*Your task*: Take every line from the records below that includes the word "other".

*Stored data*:
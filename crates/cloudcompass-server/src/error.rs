use axum::{
    extract::rejection::JsonRejection,
    http::StatusCode,
    response::{IntoResponse, Response},
    Json,
};
use cloudcompass_core::CoreError;
use cloudcompass_suggest::SuggestError;
use serde_json::json;
use thiserror::Error;

#[derive(Error, Debug)]
pub enum ApiError {
    #[error("{0}")]
    BadRequest(String),

    #[error("{0}")]
    Suggest(#[from] SuggestError),

    #[error("settings error: {0}")]
    Settings(#[from] CoreError),

    #[error("background task failed: {0}")]
    Task(#[from] tokio::task::JoinError),
}

impl From<JsonRejection> for ApiError {
    fn from(rejection: JsonRejection) -> Self {
        ApiError::BadRequest(rejection.body_text())
    }
}

impl ApiError {
    pub fn status(&self) -> StatusCode {
        match self {
            ApiError::BadRequest(_) => StatusCode::BAD_REQUEST,
            ApiError::Suggest(SuggestError::NoNodes) => StatusCode::BAD_REQUEST,
            ApiError::Suggest(_) | ApiError::Settings(_) | ApiError::Task(_) => {
                StatusCode::INTERNAL_SERVER_ERROR
            }
        }
    }
}

impl IntoResponse for ApiError {
    fn into_response(self) -> Response {
        let status = self.status();
        if status.is_server_error() {
            tracing::error!(error = %self, "request failed");
        }

        let body = Json(json!({
            "error": self.to_string(),
            "status": status.as_u16()
        }));

        (status, body).into_response()
    }
}

pub type ApiResult<T> = Result<T, ApiError>;
#[cfg(test)]
mod tests {
    use std::sync::atomic::{AtomicUsize, Ordering};

    use lyricsync_core::Error;

    use super::*;
    use crate::data::{CharData, GraphicData, PhraseData, WordData};

    fn ch(c: &str, span: Option<(f64, f64)>) -> CharData {
        CharData {
            start_time: span.map(|s| s.0),
            end_time: span.map(|s| s.1),
            char: c.to_string(),
        }
    }

    fn word(span: Option<(f64, f64)>, chars: Vec<CharData>) -> WordData {
        WordData {
            start_time: span.map(|s| s.0),
            end_time: span.map(|s| s.1),
            characters: chars,
            ..WordData::default()
        }
    }

    fn phrase(span: Option<(f64, f64)>, words: Vec<WordData>) -> PhraseData {
        PhraseData {
            start_time: span.map(|s| s.0),
            end_time: span.map(|s| s.1),
            words,
        }
    }

    /// Two phrases, three words, eight chars; the second word's chars carry
    /// no timestamps.
    fn sample() -> VideoData {
        VideoData {
            phrases: vec![
                phrase(
                    Some((1000.0, 2000.0)),
                    vec![
                        word(
                            Some((1000.0, 1400.0)),
                            vec![ch("a", Some((1000.0, 1200.0))), ch("b", Some((1200.0, 1400.0)))],
                        ),
                        word(
                            Some((1500.0, 2000.0)),
                            vec![ch("c", None), ch("d", None), ch("e", None), ch("f", None), ch("g", None)],
                        ),
                    ],
                ),
                phrase(
                    Some((3000.0, 3500.0)),
                    vec![word(Some((3000.0, 3500.0)), vec![ch("h", Some((3000.0, 3500.0)))])],
                ),
            ],
            graphics: vec![GraphicData {
                start_time: Some(0.0),
                end_time: Some(4000.0),
            }],
            ..VideoData::default()
        }
    }

    #[test]
    fn counts_and_text() {
        let video = Video::from_data(&sample()).unwrap();
        assert_eq!(video.phrase_count(), 2);
        assert_eq!(video.word_count(), 3);
        assert_eq!(video.char_count(), 8);
        assert_eq!(video.graphic_count(), 1);
        assert_eq!(video.get_phrase(0).unwrap().text(), "abcdefg");
        assert_eq!(video.get_word(1).unwrap().text(), "cdefg");
        assert_eq!(video.last_char().unwrap().text(), "h");
    }

    #[test]
    fn bounds_cover_lyrics_and_graphics() {
        let video = Video::from_data(&sample()).unwrap();
        assert_eq!(video.start_time(), 0.0);
        assert_eq!(video.end_time(), 4000.0);
    }

    #[test]
    fn untimed_chars_subdivide_word() {
        let video = Video::from_data(&sample()).unwrap();
        let word = video.get_word(1).unwrap();
        let spans: Vec<(f64, f64)> = word
            .children()
            .map(|c| (c.start_time(), c.end_time()))
            .collect();
        assert_eq!(
            spans,
            vec![
                (1500.0, 1600.0),
                (1600.0, 1700.0),
                (1700.0, 1800.0),
                (1800.0, 1900.0),
                (1900.0, 2000.0),
            ]
        );
    }

    #[test]
    fn flat_navigation_crosses_parents() {
        let video = Video::from_data(&sample()).unwrap();
        let last_word_of_first_phrase = video.get_word(1).unwrap();
        let next = last_word_of_first_phrase.next().unwrap();
        assert_eq!(next.parent().unwrap().index(), 1);
        assert_eq!(next.previous().unwrap(), last_word_of_first_phrase);
        assert!(video.first_word().unwrap().previous().is_none());
        assert!(video.last_word().unwrap().next().is_none());
    }

    #[test]
    fn parent_child_links_agree() {
        let video = Video::from_data(&sample()).unwrap();
        for phrase in video.units(UnitKind::Phrase) {
            for (i, word) in phrase.children().enumerate() {
                assert_eq!(word.parent().unwrap(), phrase);
                assert_eq!(phrase.find_index(&word), Some(i));
                for c in word.children() {
                    assert_eq!(c.parent().unwrap(), word);
                }
            }
        }
        let other = video.get_word(2).unwrap();
        assert_eq!(video.get_phrase(0).unwrap().find_index(&other), None);
    }

    #[test]
    fn first_and_last_per_unit() {
        let video = Video::from_data(&sample()).unwrap();
        let phrase = video.get_phrase(0).unwrap();
        assert_eq!(phrase.first_word().unwrap().text(), "ab");
        assert_eq!(phrase.last_char().unwrap().text(), "g");
        assert_eq!(phrase.char_count(), 7);
        assert_eq!(phrase.word_count(), 2);
        let c = video.get_char(0).unwrap();
        assert_eq!(c.char_count(), 1);
        assert!(c.first_word().is_none());
    }

    #[test]
    fn find_by_time() {
        let video = Video::from_data(&sample()).unwrap();
        assert_eq!(video.find_word(1450.0, FindOptions::default()), None);
        assert_eq!(
            video.find_word(1450.0, FindOptions::loose()).map(|w| w.index()),
            Some(0)
        );
        assert_eq!(
            video.find_char(1750.0, FindOptions::default()).map(|c| c.text()),
            Some("e")
        );
        assert_eq!(
            video.find_phrase(2500.0, FindOptions::range(3100.0)).map(|p| p.index()),
            Some(1)
        );
    }

    #[test]
    fn missing_phrase_times_borrow_from_words() {
        let data = VideoData {
            phrases: vec![phrase(None, vec![word(Some((200.0, 400.0)), vec![ch("x", None)])])],
            ..VideoData::default()
        };
        let video = Video::from_data(&data).unwrap();
        let p = video.get_phrase(0).unwrap();
        assert_eq!((p.start_time(), p.end_time()), (200.0, 400.0));
        assert_eq!(video.get_char(0).unwrap().end_time(), 400.0);
    }

    #[test]
    fn untimed_text_uses_duration() {
        let data = VideoData::from_text("ab cd", 100.0);
        let video = Video::from_data(&data).unwrap();
        assert_eq!(video.end_time(), 400.0);
        let ends: Vec<f64> = video.units(UnitKind::Char).map(|c| c.end_time()).collect();
        assert_eq!(ends, vec![100.0, 200.0, 300.0, 400.0]);
    }

    #[test]
    fn untimed_without_duration_is_fatal() {
        let data = VideoData {
            phrases: vec![phrase(None, vec![word(None, vec![ch("x", None)])])],
            ..VideoData::default()
        };
        let err = Video::from_data(&data).unwrap_err();
        assert!(matches!(err, Error::MissingTiming { .. }));
    }

    #[test]
    fn empty_video() {
        let video = Video::from_data(&VideoData::default()).unwrap();
        assert_eq!(video.duration(), 0.0);
        assert!(video.first_phrase().is_none());
        assert!(video.active_units(0.0, 100.0).is_empty());
    }

    #[test]
    fn set_duration_moves_end() {
        let video = Video::from_data(&sample()).unwrap();
        video.set_duration(10_000.0);
        assert_eq!(video.end_time(), 10_000.0);
        assert_eq!(video.start_time(), 0.0);
    }

    #[test]
    fn active_units_are_ordered_by_kind() {
        let video = Video::from_data(&sample()).unwrap();
        let active = video.active_units(1100.0, 1100.0);
        assert_eq!(
            active,
            vec![
                UnitId::new(UnitKind::Phrase, 0),
                UnitId::new(UnitKind::Word, 0),
                UnitId::new(UnitKind::Char, 0),
                UnitId::new(UnitKind::Graphic, 0),
            ]
        );
    }

    #[test]
    fn animate_invokes_attached_callbacks() {
        let video = Video::from_data(&sample()).unwrap();
        let calls = Arc::new(AtomicUsize::new(0));
        let counter = Arc::clone(&calls);
        video.set_animate_all(
            UnitKind::Char,
            animator(move |now, unit| {
                assert!(unit.contains(now) || now > unit.end_time());
                counter.fetch_add(1, Ordering::SeqCst);
            }),
        );
        assert_eq!(video.animator_count(), 8);

        // Moving 1000 -> 1250 touches "a" (left) and "b" (entered, current).
        let ran = video.animate(1000.0, 1250.0);
        assert_eq!(ran, 2);
        assert_eq!(calls.load(Ordering::SeqCst), 2);

        assert!(video.get_char(0).unwrap().clear_animate());
        assert!(!video.get_char(0).unwrap().has_animate());
        video.clear_animators();
        assert_eq!(video.animate(1000.0, 1250.0), 0);
    }

    #[test]
    fn callbacks_may_reattach_during_dispatch() {
        let video = Arc::new(Video::from_data(&sample()).unwrap());
        video.get_char(0).unwrap().set_animate(animator(|_, unit| {
            unit.set_animate(animator(|_, _| {}));
        }));
        assert_eq!(video.animate(1100.0, 1100.0), 1);
        assert!(video.get_char(0).unwrap().has_animate());
    }

    fn layered_graphics() -> VideoData {
        let graphic = |start: f64, end: f64| GraphicData {
            start_time: Some(start),
            end_time: Some(end),
        };
        VideoData {
            // Out of order on purpose: construction sorts by start time.
            graphics: vec![graphic(500.0, 1000.0), graphic(0.0, 3000.0), graphic(800.0, 1200.0)],
            ..VideoData::default()
        }
    }

    #[test]
    fn graphics_are_sorted_by_start() {
        let video = Video::from_data(&layered_graphics()).unwrap();
        let starts: Vec<f64> = video.units(UnitKind::Graphic).map(|g| g.start_time()).collect();
        assert_eq!(starts, vec![0.0, 500.0, 800.0]);
        assert_eq!(video.end_time(), 3000.0);
    }

    #[test]
    fn background_graphic_outlives_overlays() {
        let video = Video::from_data(&layered_graphics()).unwrap();
        assert_eq!(
            video.find_graphic(2000.0, FindOptions::default()).map(|g| g.index()),
            Some(0)
        );
        assert_eq!(
            video.find_graphic(900.0, FindOptions::default()).map(|g| g.index()),
            Some(2)
        );
        assert_eq!(
            video.active_units(1900.0, 2000.0),
            vec![UnitId::new(UnitKind::Graphic, 0)]
        );
        let layers: Vec<usize> = video
            .active_units(900.0, 900.0)
            .into_iter()
            .map(|id| id.index)
            .collect();
        assert_eq!(layers, vec![0, 1, 2]);
    }

    #[test]
    fn every_layer_is_animated() {
        let video = Video::from_data(&layered_graphics()).unwrap();
        let seen = Arc::new(parking_lot::Mutex::new(Vec::new()));
        let sink = Arc::clone(&seen);
        video.set_animate_all(
            UnitKind::Graphic,
            animator(move |_, unit| sink.lock().push(unit.index())),
        );

        assert_eq!(video.animate(1900.0, 2000.0), 1);
        // 1100 -> 1300 leaves the third layer while the first keeps running.
        assert_eq!(video.animate(1100.0, 1300.0), 2);
        assert_eq!(*seen.lock(), vec![0, 0, 2]);
    }

    #[test]
    fn duration_can_change_after_sharing() {
        let video = Arc::new(Video::from_data(&sample()).unwrap());
        let shared = Arc::clone(&video);
        shared.set_duration(2500.0);
        assert_eq!(video.end_time(), 2500.0);
        assert_eq!(video.get_phrase(1).unwrap().end_time(), 3500.0);
    }
}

*Answer to this task*:
        let other = video.get_word(2).unwrap();
        assert_eq!(video.get_phrase(0).unwrap().find_index(&other), None);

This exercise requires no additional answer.